--- RECORDS FOR THE EXERCISE ---
○ ○ ○ ○
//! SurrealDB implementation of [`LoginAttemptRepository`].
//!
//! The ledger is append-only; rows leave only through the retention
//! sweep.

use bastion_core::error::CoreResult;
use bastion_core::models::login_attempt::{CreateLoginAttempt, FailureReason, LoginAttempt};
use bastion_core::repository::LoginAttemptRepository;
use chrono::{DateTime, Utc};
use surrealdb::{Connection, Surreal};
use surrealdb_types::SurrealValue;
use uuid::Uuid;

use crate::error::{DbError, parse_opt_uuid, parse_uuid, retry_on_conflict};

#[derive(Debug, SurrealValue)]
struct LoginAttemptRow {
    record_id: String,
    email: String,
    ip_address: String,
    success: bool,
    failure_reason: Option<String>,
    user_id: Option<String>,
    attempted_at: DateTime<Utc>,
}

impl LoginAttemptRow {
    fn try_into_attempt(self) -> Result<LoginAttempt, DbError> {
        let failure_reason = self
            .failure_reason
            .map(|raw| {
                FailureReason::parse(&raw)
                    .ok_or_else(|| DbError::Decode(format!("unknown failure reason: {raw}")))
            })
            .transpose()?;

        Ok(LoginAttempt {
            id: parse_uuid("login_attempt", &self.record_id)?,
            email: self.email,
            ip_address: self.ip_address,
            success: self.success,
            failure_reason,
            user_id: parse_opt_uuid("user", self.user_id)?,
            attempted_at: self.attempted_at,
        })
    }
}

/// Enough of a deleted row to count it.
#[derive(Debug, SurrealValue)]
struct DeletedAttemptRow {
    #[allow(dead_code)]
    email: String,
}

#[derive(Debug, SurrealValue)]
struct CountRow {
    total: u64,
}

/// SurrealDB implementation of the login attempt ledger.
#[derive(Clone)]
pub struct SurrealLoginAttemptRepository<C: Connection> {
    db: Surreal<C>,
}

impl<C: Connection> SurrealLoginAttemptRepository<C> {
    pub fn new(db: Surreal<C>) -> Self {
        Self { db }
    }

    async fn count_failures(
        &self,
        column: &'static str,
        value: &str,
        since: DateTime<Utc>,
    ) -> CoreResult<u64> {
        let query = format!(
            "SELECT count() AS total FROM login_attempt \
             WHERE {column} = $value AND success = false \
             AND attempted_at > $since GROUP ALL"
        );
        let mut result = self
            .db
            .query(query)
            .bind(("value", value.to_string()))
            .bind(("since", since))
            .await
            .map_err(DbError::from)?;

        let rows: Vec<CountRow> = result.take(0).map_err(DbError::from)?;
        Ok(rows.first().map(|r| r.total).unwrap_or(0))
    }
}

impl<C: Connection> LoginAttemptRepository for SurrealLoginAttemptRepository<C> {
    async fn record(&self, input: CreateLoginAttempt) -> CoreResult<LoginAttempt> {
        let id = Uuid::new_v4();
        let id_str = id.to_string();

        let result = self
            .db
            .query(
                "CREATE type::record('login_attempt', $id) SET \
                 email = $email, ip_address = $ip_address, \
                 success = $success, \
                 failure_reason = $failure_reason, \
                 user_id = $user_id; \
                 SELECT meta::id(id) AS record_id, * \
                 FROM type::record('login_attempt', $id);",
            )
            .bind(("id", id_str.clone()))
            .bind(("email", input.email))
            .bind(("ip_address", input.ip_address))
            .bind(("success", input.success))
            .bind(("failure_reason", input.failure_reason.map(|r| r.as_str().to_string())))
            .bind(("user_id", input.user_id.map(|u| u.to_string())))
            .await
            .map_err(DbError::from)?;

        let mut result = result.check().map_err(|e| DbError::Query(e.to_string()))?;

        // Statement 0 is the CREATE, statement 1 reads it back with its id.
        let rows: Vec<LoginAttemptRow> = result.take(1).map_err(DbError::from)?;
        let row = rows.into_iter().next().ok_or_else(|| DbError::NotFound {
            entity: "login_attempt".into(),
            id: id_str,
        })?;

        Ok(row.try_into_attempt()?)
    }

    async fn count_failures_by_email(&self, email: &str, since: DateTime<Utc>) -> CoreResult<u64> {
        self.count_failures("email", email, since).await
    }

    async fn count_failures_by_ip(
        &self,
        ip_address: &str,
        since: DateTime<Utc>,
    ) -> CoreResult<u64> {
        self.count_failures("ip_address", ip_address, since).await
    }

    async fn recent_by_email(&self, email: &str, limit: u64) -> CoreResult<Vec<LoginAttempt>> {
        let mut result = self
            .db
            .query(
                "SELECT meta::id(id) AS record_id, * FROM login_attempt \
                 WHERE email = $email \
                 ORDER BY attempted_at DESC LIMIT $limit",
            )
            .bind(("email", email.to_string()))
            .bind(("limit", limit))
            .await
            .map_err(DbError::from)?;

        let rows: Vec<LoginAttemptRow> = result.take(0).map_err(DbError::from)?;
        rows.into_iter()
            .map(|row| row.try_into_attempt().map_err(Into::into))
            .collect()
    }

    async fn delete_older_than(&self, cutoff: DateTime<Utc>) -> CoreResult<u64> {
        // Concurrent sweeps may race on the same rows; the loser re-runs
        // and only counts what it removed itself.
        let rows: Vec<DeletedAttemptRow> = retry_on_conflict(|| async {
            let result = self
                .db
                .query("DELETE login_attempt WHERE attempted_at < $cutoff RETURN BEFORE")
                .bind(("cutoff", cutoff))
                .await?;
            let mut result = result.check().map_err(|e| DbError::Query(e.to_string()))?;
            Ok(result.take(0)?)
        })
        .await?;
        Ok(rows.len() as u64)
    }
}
○ ○ ○ ○
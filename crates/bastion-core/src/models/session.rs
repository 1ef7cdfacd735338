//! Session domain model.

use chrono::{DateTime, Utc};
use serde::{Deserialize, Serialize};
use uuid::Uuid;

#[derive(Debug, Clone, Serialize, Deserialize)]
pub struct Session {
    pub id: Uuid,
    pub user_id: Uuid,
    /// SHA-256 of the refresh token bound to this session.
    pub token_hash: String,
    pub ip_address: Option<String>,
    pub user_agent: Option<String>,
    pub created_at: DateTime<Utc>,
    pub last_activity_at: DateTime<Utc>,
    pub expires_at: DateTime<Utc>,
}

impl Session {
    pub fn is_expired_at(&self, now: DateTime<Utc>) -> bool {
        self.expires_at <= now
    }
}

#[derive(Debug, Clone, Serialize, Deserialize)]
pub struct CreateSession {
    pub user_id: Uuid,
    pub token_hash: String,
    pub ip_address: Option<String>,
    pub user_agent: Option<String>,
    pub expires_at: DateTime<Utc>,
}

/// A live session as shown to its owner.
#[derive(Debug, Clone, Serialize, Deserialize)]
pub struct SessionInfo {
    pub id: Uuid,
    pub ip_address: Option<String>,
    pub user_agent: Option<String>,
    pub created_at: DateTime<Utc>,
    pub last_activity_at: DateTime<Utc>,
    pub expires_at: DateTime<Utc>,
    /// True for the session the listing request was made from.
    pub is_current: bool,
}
○ ○ ○ ○
--- AIM OF THE TASK ---
Go through the entries above and report each line with the string "column" in it.

--- OUTPUT ---
        column: &'static str,
             WHERE {column} = $value AND success = false \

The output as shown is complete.